La Enseñanza de la Historia. Por RAFAEL ALTAMIRA, Secretario del Museo Pedagógico Nacional, etc. (Madrid: Libreria de Victoriano Suárez. 1895. Pp. xii, 457.)

ALTHOUGH nominally a second edition, this is really a new work; for the first edition, printed in 1891, was not put on sale generally, but was privately circulated. In its preparation Mr. Altamira has evidently had two objects in view, the improvement of historical teaching in Spain, and the advancement of intelligent historical study. After a brief declaration of his pedagogical principles, he takes a rapid survey of the present condition of historical teaching in Europe and the United States. This sketch is interesting and seems to be based on both personal experience and a careful examination of a mass of recent literature.
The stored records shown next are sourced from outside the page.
//! Exit-history query use case
//!
//! Orchestrates retrieval of historical termination records from the host
//! facility: scoping, normalization, and the reason-based views. Every
//! operation is a pure function of the host's current history snapshot;
//! host unavailability degrades to an empty result, never an error.

use std::sync::Arc;

use crate::config::ExitInfoConfig;
use crate::domain::{ExitReason, ExitRecord, PackageName};
use crate::ports::ExitHistoryProvider;
use crate::usecases::normalize::normalize_record;
use crate::usecases::summary_report::render_summary;

/// Query engine over the host's termination history
///
/// Holds the host facility behind its port and the caller-owned scoping
/// configuration. Construction is the point where both are injected; the
/// engine itself carries no other state.
pub struct ExitHistoryQuery {
    provider: Arc<dyn ExitHistoryProvider>,
    config: ExitInfoConfig,
}

impl ExitHistoryQuery {
    /// Creates a query engine over the given host facility
    ///
    /// # Arguments
    ///
    /// * `provider` - Host process-history facility
    /// * `config` - Default scoping for unfiltered queries
    pub fn new(provider: Arc<dyn ExitHistoryProvider>, config: ExitInfoConfig) -> Self {
        Self { provider, config }
    }

    /// All records under the configured scope, in host recency order
    pub fn all_records(&self) -> Vec<ExitRecord> {
        self.records_filtered(self.config.package_name(), 0, 0)
    }

    /// Records under an explicit scope
    ///
    /// `package_name = None` defers to host-default scoping; `pid_filter = 0`
    /// matches any pid; `max_records = 0` is unbounded. Results keep the
    /// order the host supplied. Host failure yields an empty vector.
    pub fn records_filtered(
        &self,
        package_name: Option<&PackageName>,
        pid_filter: i32,
        max_records: usize,
    ) -> Vec<ExitRecord> {
        match self
            .provider
            .historical_exit_records(package_name, pid_filter, max_records)
        {
            Ok(sources) => sources
                .iter()
                .map(|source| normalize_record(source.as_ref()))
                .collect(),
            Err(e) => {
                tracing::warn!(error = %e, "Exit-history facility unavailable");
                Vec::new()
            }
        }
    }

    /// The most recent record, or `None` if history is empty
    pub fn latest_record(&self) -> Option<ExitRecord> {
        self.records_filtered(self.config.package_name(), 0, 1)
            .into_iter()
            .next()
    }

    /// Records whose reason code exactly matches `reason_code`
    pub fn records_by_reason(&self, reason_code: i32) -> Vec<ExitRecord> {
        let mut records = self.all_records();
        records.retain(|record| record.reason_code() == reason_code);
        records
    }

    /// Managed and native crashes, in one order-preserving pass
    pub fn crashes(&self) -> Vec<ExitRecord> {
        let mut records = self.all_records();
        records.retain(|record| {
            matches!(
                ExitReason::from_code(record.reason_code()),
                Some(ExitReason::Crash | ExitReason::CrashNative)
            )
        });
        records
    }

    /// Application-not-responding terminations
    pub fn anrs(&self) -> Vec<ExitRecord> {
        self.records_by_reason(ExitReason::Anr.code())
    }

    /// Human-readable summary of the configured scope's history
    pub fn summary_report(&self) -> String {
        render_summary(&self.all_records())
    }
}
The proper scope of history is the subject of the third chapter, and it is discussed, first historically, and then in the light of contemporary opin ion. Starting from the classical idea of history as the narrative of the political life of states, Altamira traces the gradual broadening of this conception under the influence of the continual increase of knowledge and the expansion of human interests. Only glimpses of the truth that history is more than past politics can be found before the eighteenth century. In that century the first great representative of the newer conception was Voltaire, but it was also advanced with great distinctness in Spain. Sarmiento in 1775 declared that history should give an account not only of military events but of the physical, geographical, political, moral, theological, and literary phenomena of the national life. Jovel lanos (1778) asserted that history should unfold the origin and development of the national constitution, of the civil and political hierarchy, of legislation and customs, of the national glory and the national poverty. Masdeu and Capmany a little later produced brilliant examples of the new history. Yet among all the writers of the eighteenth century Altamira selects Volney as representing the fullest development of these ideas. In 1794, as professor of history in the newly founded École Normale, Volney drew up a programme of history. In it he discussed the certainty of history, its importance, its utility as a study, and other pedagogical questions. This was followed by a proposal of a summary of general history to comprise the progress of the arts, the sciences, public and private morals, and the ideas in regard to them, legislation, emigration, mixture

of races, influence of physical environment, etc.

2

How many of the great

est names in the succeeding century were to be identified with the carrying out of this programme! Volney, however, still attached primary importance to political history. The following has a very familiar and modern sound. "I confess that, in my view, the political utility of history is its sole and proper end: private morals, the advance of the sciences and arts appear to me to be only episodes and accidents; the chief object, the fundamental art, is the application of history to government, to legislation, to the whole economy of societies. So that I should be ready to style history the physiology of states." This is substantially the doctrine of Seeley. In the second part of this chapter Altamira insists that history should embrace the whole life of humanity. The fifth chapter is taken up with a survey of modern views as to the influence of Nature on history, and as to the proper subject of history, whether the state or the people. The classification of the material to be studied, its proper use and the criticism of it, and a list of printed sources, occupy three chapters of more than ordinary interest and helpfulness. The student will find in them not a few suggestions and bibliographical references in addition to those contained in Bernheim's Lehrbuch. The rest of the volume is purely pedagogical and treats of the use of text-books, secondary instruction, and the teaching of history in Spain.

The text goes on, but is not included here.